Abstract

e15016 Background: Thougha triplet chemotherapy with D plus CF (DCF) has shown promising activity, high incidence of adverse events (AEs) especially in febrile neutropenia (FN) was observed in previous studies for head and neck cancer (TAX323, 324) and gastric cancer (TAX325). To reduce its AEs with keeping activity, we conducted a multicenter open-label phase I/II study of biweekly D plus CF for AEC. Methods: Eligibility criteria included histologically proven AEC with measurable disease, age 20 to 75, non-resectable or recurrent disease, performance status (PS) 0 to 1. Pts received escalating doses of D (dose level (DL) 1: 30 mg/m2, DL 2: 40 mg/m2, on days 1, 15) in combination with fixed dose of CF (cisplatin 80 mg/m2 on day 1, fluorouracil 800 mg/m2on days 1-5) repeated every 4 weeks with 3+3 design in phase I part (P-I). The primary endpoint of P-I was dose limiting toxicity (DLT) and that of phase II part (P-II) was response rate (RR) defined by central peer review. Based on a SWOG two stage design (p0=35%, p1=50%; one-sided a=0.1, β =0.2) at least 22 responders among 50 eligible pts should be observed to satisfy the primary endpoint. Results: Between Feb 2009 and Mar 2010, 62 pts were enrolled for P-I and P-II. In P-I, 10 pts were enrolled with DLT of 0/3 in DL1 and 2/7 in DL2. Considering DLT and treatment compliance, the recommended dose for P-II was determined as DL1. Thus, 3 (P-I) and additional 52 pts (P-II) were analyzed: 53 for efficacy (excluded 2 ineligible pts) and 55 for safety.
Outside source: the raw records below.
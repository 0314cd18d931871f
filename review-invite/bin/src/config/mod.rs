mod error;
mod smtp;

use std::path::{Path, PathBuf};

use resolve_path::PathResolveExt;
use review_invite_cli_common::config::LogConfig;
use serde::{Deserialize, Serialize};
use snafu::ResultExt;

pub use self::{error::Error, smtp::SmtpConfig};
use crate::project::{CONFIG_NAME, PROJECT_CONFIG_DIR};

#[derive(Clone, Debug, Default, Deserialize, Serialize)]
pub struct Config {
    #[serde(default)]
    pub log: LogConfig,

    #[serde(default)]
    pub smtp: SmtpConfig,
}

impl Config {
    #[inline]
    pub fn default_path() -> PathBuf {
        [PROJECT_CONFIG_DIR.to_path_buf(), PathBuf::from(CONFIG_NAME)].into_iter().collect()
    }

    #[inline]
    pub fn load<P: AsRef<Path>>(path: P) -> Result<Self, Error> {
        let data = std::fs::read_to_string(&path)
            .context(error::OpenConfigSnafu { filename: path.as_ref().to_path_buf() })?;

        Self::from_yaml(&data, path.as_ref())
    }

    fn from_yaml(data: &str, path: &Path) -> Result<Self, Error> {
        let mut config: Self = serde_yaml::from_str(data)
            .context(error::ParseConfigSnafu { filename: path.to_path_buf() })?;

        config.log.file_path = match config.log.file_path.map(|path| {
            path.try_resolve()
                .map(|path| path.to_path_buf())
                .with_context(|_| error::ResolveFilePathSnafu { file_path: path.clone() })
        }) {
            Some(Ok(path)) => Some(path),
            Some(Err(err)) => return Err(err),
            None => None,
        };

        Ok(config)
    }
}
Pts characteristics were as follows: male/female 49/6, age median 61 (range 44 to 75), PS 0/1 39/16. The RR was 62% (95% confidence interval, 48-75%, p<0.0001) by central peer review. Median OS and PFS were 11.1 and 5.8 months. Grade 3/4 toxicity was observed in neutropenia (25%), anemia (36%), hyponatremia (29%), anorexia (24%) and nausea (11%). No grade 3/4 FN was observed. Treatment related death occurred in one patient due to pneumonitis. Conclusions: Biweekly D (30mg/m2) combined with CF showed promising activity and tolerability. A phase III study comparing CF with DCF is warranted. Clinical trial information: UMIN000001737.